ASSIGNED TASK: Write out each line from the data below that includes the word "Clone".

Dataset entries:
((

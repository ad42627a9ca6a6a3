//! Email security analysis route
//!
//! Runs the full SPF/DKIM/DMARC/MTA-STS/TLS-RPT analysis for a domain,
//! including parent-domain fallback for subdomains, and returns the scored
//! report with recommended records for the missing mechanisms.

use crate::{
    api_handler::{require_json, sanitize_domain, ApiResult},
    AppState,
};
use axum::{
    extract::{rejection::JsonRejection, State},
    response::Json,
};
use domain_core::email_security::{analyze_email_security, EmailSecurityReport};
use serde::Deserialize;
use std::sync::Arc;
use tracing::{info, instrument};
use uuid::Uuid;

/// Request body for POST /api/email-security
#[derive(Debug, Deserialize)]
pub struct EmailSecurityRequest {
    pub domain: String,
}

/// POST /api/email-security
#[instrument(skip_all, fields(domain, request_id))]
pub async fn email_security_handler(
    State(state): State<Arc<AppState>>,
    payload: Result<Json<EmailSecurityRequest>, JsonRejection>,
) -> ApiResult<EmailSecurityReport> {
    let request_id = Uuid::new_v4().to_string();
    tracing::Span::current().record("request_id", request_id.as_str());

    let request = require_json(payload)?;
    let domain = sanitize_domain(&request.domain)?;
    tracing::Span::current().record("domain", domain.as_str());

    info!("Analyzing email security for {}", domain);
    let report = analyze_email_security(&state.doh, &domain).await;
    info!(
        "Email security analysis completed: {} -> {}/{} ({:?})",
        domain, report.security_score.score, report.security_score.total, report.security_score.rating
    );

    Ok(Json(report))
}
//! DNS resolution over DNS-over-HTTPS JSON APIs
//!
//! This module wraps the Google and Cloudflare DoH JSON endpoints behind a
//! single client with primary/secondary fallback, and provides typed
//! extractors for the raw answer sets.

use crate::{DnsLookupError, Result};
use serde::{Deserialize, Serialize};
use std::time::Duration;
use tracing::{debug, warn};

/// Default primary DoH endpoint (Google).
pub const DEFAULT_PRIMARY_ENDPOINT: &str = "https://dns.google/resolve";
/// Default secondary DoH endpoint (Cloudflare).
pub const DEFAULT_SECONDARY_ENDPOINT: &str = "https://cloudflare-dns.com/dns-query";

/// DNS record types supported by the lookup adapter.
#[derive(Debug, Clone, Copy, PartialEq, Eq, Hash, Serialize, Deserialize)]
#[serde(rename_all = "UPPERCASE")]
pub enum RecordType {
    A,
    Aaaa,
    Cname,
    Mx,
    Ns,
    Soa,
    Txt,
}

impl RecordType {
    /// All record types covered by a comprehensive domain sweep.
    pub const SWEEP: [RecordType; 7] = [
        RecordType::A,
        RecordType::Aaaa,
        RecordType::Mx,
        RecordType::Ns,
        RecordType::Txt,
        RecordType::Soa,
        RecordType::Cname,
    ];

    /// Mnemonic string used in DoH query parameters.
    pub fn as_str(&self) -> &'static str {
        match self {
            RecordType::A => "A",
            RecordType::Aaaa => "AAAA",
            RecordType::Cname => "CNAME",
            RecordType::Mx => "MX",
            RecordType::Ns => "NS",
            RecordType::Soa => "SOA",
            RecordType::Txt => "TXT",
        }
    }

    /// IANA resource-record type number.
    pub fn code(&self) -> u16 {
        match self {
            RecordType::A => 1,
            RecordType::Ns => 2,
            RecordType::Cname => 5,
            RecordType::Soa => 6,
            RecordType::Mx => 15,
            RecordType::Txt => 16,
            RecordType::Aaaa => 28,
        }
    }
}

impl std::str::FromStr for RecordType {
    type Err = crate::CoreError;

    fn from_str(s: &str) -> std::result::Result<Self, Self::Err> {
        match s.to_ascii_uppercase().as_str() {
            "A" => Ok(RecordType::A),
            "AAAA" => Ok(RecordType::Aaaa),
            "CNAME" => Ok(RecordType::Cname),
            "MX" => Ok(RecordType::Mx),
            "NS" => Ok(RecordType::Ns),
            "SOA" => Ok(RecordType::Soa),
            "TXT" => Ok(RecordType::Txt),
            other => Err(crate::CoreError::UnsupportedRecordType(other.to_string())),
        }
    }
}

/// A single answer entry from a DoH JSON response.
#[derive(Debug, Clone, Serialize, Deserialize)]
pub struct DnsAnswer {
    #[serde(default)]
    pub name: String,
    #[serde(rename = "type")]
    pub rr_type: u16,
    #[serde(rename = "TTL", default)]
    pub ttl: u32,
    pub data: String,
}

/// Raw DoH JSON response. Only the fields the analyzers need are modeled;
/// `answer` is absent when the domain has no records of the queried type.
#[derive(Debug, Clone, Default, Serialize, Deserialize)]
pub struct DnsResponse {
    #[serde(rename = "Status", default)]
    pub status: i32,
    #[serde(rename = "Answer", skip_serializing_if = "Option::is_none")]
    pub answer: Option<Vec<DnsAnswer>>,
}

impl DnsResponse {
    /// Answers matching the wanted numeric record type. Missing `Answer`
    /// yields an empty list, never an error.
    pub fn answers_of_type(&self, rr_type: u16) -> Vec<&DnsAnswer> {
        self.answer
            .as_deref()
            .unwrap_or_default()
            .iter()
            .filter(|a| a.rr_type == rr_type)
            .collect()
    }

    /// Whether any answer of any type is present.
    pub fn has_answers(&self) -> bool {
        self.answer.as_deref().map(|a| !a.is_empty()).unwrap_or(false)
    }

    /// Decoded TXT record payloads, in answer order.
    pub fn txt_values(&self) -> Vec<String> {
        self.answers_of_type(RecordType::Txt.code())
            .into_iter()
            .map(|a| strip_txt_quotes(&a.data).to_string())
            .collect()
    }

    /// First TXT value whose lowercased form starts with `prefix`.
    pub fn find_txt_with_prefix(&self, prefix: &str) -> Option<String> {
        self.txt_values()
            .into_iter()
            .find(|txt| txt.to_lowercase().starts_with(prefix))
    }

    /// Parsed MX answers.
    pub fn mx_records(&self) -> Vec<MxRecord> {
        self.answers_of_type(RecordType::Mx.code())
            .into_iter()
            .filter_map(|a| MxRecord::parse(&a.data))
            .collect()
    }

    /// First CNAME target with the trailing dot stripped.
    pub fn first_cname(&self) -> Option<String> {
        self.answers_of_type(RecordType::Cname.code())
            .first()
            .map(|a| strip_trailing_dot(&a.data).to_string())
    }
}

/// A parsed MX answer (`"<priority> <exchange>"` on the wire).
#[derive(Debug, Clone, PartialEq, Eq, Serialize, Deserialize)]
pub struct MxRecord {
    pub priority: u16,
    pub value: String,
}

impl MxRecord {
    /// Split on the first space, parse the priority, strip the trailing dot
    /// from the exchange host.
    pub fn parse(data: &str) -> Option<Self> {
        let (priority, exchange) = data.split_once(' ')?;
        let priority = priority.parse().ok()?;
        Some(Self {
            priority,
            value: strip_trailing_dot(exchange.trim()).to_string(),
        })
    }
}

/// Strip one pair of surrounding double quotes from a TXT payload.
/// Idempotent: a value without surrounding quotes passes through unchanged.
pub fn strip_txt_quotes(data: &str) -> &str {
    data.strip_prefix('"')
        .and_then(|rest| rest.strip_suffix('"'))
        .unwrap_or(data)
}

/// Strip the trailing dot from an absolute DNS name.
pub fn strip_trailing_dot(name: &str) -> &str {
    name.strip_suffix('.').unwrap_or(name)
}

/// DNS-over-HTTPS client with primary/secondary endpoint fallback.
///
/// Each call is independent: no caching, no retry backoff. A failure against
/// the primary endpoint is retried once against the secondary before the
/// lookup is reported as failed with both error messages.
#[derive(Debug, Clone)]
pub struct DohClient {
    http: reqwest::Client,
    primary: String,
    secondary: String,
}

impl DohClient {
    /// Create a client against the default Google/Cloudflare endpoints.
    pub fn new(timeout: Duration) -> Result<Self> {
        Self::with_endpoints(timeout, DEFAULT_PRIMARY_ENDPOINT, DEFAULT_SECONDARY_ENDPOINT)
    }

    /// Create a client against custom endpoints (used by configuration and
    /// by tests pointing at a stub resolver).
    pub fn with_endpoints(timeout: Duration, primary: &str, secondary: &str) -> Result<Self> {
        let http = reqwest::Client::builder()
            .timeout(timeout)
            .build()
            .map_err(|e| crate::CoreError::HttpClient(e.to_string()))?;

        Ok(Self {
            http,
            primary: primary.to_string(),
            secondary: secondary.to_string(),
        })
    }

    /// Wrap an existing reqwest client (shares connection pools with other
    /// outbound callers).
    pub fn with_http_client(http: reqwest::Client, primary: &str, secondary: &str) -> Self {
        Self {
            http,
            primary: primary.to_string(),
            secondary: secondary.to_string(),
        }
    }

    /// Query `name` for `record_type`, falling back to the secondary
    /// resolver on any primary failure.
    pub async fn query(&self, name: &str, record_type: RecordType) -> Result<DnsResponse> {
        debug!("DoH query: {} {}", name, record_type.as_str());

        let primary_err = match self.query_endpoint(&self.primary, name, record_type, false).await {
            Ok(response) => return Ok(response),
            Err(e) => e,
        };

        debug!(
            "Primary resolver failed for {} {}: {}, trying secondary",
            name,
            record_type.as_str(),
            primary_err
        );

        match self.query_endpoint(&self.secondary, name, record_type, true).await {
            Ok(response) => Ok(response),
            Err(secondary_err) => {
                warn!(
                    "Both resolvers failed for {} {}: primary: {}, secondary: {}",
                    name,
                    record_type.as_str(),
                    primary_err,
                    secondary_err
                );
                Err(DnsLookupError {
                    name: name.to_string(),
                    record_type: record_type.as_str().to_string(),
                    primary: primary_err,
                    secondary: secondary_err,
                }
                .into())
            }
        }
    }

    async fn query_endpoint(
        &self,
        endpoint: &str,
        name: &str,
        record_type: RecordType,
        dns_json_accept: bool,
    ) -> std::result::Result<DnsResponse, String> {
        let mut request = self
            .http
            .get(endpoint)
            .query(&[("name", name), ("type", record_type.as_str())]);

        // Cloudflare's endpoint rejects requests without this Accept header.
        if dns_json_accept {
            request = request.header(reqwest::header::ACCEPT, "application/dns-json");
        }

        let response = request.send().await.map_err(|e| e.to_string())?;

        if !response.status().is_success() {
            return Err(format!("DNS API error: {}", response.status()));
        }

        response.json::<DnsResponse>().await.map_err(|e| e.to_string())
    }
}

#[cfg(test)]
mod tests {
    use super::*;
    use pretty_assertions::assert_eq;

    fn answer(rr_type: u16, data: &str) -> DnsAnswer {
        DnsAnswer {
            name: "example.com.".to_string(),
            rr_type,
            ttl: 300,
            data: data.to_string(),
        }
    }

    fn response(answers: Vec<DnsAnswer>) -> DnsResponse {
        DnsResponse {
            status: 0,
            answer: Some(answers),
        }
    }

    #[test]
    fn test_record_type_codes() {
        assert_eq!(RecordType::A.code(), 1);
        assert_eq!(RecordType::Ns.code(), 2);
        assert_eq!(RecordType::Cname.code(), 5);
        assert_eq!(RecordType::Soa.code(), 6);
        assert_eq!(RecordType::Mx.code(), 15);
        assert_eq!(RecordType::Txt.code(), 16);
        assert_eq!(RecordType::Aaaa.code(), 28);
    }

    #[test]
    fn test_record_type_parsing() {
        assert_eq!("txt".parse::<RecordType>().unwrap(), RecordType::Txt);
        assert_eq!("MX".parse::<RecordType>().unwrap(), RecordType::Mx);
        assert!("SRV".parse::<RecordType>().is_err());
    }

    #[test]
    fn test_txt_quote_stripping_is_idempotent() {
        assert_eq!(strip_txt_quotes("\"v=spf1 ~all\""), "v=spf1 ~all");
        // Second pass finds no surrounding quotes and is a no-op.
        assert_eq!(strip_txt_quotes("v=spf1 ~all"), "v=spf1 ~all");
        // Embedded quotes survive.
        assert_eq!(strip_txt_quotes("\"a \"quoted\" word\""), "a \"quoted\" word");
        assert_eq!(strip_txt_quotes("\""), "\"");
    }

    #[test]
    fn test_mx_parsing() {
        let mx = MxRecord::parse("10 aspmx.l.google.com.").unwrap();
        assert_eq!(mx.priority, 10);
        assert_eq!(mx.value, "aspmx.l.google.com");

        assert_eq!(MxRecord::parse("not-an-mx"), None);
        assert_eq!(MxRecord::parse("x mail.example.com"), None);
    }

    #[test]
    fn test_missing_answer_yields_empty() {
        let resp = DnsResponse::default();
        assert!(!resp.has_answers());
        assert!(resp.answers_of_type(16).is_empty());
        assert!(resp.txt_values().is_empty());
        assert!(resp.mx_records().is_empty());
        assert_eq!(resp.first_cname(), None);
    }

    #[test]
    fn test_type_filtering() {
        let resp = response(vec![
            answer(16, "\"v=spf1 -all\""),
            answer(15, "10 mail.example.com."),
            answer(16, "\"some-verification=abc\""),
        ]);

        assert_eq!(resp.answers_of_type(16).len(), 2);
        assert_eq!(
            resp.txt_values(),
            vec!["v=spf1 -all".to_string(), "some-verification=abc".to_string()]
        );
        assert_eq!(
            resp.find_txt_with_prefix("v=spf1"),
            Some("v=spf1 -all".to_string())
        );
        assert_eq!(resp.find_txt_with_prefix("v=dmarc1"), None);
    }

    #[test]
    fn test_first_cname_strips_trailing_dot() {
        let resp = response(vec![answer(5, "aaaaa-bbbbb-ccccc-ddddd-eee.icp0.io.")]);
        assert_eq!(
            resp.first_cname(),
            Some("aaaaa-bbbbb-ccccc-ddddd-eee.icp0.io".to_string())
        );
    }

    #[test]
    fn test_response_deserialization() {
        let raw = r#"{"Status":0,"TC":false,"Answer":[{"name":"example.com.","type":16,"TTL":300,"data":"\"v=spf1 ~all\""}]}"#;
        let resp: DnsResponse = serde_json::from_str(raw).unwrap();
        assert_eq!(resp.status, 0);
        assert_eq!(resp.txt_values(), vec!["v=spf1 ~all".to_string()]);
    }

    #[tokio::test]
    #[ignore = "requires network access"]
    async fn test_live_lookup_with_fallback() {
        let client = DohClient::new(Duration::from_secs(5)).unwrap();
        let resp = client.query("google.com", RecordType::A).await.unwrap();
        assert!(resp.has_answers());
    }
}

))
((

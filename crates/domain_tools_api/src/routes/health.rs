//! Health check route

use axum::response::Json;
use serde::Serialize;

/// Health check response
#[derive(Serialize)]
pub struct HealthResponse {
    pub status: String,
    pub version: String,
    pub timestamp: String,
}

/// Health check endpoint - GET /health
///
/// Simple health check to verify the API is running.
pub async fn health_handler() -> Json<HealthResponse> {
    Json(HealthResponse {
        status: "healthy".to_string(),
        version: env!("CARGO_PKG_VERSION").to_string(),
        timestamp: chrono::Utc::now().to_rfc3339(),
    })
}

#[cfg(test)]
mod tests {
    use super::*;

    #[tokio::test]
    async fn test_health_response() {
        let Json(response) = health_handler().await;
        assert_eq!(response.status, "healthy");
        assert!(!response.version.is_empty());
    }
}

))

PROBLEM SOLUTION:
#[derive(Debug, Clone, Copy, PartialEq, Eq, Hash, Serialize, Deserialize)]
#[derive(Debug, Clone, Serialize, Deserialize)]
#[derive(Debug, Clone, Default, Serialize, Deserialize)]
#[derive(Debug, Clone, PartialEq, Eq, Serialize, Deserialize)]
#[derive(Debug, Clone)]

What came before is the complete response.